El banco central no podrá intervenir sin límites para sostener los niveles crecimiento de los precios, las tasas de interés y el tipo de cambio cuyas metas se fijaron en el marco de un escenario de relativa estabilidad que ya no existe. Cualquier referencia a las tendencias observadas hasta apenas hace unos pocos meses es completamente inútil, un rompimiento decisivo ya ocurrió. Hay un cambio diametral del entorno que debe reconocerse de inmediato.
Las experiencias recientes de crisis indican que prevenir la devaluación, que es el ancla de una estabilidad financiera cada vez más precaria, es un callejón sin salida. Pero tampoco se puede devaluar más aceleradamente el peso, sobre todo en esta economía que consume importaciones con enorme apetito, y cuando las empresas grandes tienen deudas en dólares. Hay que buscar fuera de los límites impuestos actualmente a las políticas públicas más márgenes de maniobra. Estamos cerca de encontrarnos de nuevo con los dilemas más convencionales de la política económica de las últimas tres décadas. Es un entorno que de lleno pone a prueba la verdadera eficacia de las reformas estructurales que se han hecho en los últimos 14 años en materia financiera y fiscal, pero también en el campo de la producción y el comercio exterior.

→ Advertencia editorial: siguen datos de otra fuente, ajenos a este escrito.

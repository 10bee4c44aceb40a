//! # Transport Port
//!
//! The seam between the feed components and a concrete message bus.
//!
//! A transport owns at most one session at a time. `connect` opens it,
//! `reset` tears it down, and inbound traffic is pushed to the registered
//! `InboundListener` one message at a time.

use std::sync::Weak;

use async_trait::async_trait;
use thiserror::Error;

/// The two destinations shared by adapter and generator.
#[derive(Debug, Clone, Copy, PartialEq, Eq, Hash)]
pub enum Channel {
    /// Point-to-point queue carrying control requests to the generator.
    Requests,
    /// Publish/subscribe topic carrying heartbeats and updates.
    Updates,
}

/// Errors reported by a transport.
#[derive(Debug, Clone, PartialEq, Eq, Error)]
pub enum TransportError {
    /// The bus cannot be reached; retry later.
    #[error("Bus not reachable: {0}")]
    Unreachable(String),

    /// A destination name is not (yet) known to the bus; retry later.
    #[error("Destination name not valid: {0}")]
    InvalidEndpoint(String),

    /// No session is open.
    #[error("Transport session not ready")]
    NotReady,

    /// The bus refused the message.
    #[error("Send failed: {0}")]
    Failure(String),

    /// An open session was lost.
    #[error("Connection lost")]
    ConnectionLost,

    /// The outbound message could not be encoded.
    #[error("Failed to encode outbound message: {0}")]
    Encode(String),
}

/// Receiver of inbound traffic and asynchronous session failures.
///
/// Calls for one session are serialized: a listener never sees two
/// concurrent `on_message` calls from the same transport.
pub trait InboundListener: Send + Sync {
    /// A raw payload arrived on the channel this endpoint listens to.
    fn on_message(&self, payload: &[u8]);

    /// The open session failed after `connect` had succeeded.
    fn on_transport_error(&self, error: TransportError);
}

/// A connection-oriented message bus endpoint.
#[async_trait]
pub trait Transport: Send + Sync {
    /// Open a session. Fails with `Unreachable` or `InvalidEndpoint` while
    /// the bus is not usable.
    async fn connect(&self) -> Result<(), TransportError>;

    /// Close the current session, if any. Idempotent.
    fn reset(&self);

    /// Send `payload` on `channel` through the open session.
    fn send(&self, channel: Channel, payload: &[u8]) -> Result<(), TransportError>;

    /// Register the receiver of inbound traffic for future sessions.
    fn set_listener(&self, listener: Weak<dyn InboundListener>);
}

Existe un sistema financiero deforme, del cual las autoridades que lo regulan –la Comisión Nacional Bancaria y de Valores– pregonan que no existen riesgos que cuestionen su estabilidad. Pero no pueden defender un ápice que sea eficiente en cuanto al financiamiento de la actividad productiva. Está refugiado en los préstamos al consumo, muy rentables y sobre los que comandan márgenes muy grandes de tasas de interés y son sumamente rentables.

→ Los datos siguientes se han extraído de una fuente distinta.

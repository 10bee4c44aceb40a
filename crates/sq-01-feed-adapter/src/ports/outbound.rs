//! Driven Ports (SPI - Outbound Dependencies)
//!
//! The transport port lives in `shared-bus`; this is the consumer side.

use shared_types::FieldMap;

/// Receiver of item updates.
///
/// Called while the adapter holds its state lock (shared for producer
/// updates, exclusive for inactive updates). Implementations must return
/// promptly and must not call back into the adapter on the same thread.
pub trait ItemEventListener: Send + Sync + 'static {
    /// Opaque per-subscription handle supplied at subscribe time.
    type Handle: Send + Sync + 'static;

    /// One update for the subscription identified by `handle`.
    fn on_update(&self, handle: &Self::Handle, fields: &FieldMap, is_snapshot: bool);
}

La crisis en Estados Unidos está centrada en el sistema financiero y en el excesivo endeudamiento de las familias que al mismo tiempo han perdido el valor de su activo principal: sus casas. La recesión –y la posibilidad de una depresión económica– se expresan en una caída del empleo que impacta negativamente y de manera adicional al consumo. Por eso hay expectativas de que pueda incluso ocurrir una deflación (los precios caen) con repercusiones en menores gastos de inversión.
Es posible que este entorno provoque posturas proteccionistas en ese país. Piénsese, por ejemplo, en las modalidades de un plan de rescate a la industria automotriz y las condiciones que se fijen respecto de los empleos que deban de mantenerse internamente, sobre todo si los sindicatos tienen que hacer concesiones laborales significativas. El efecto aquí va a ser enorme para el sector industrial, que genera la mayor parte de los empleos formales.
Los canales de transmisión de la crisis tienen que ser bien definidos y evaluados para establecer medidas adecuadas de respuesta, aunque por cierto no se pueda contener por completo su impacto. Esta crisis va a ser profunda y, además, duradera. El efecto perverso será así de otra naturaleza y dimensión que la anterior de 1995.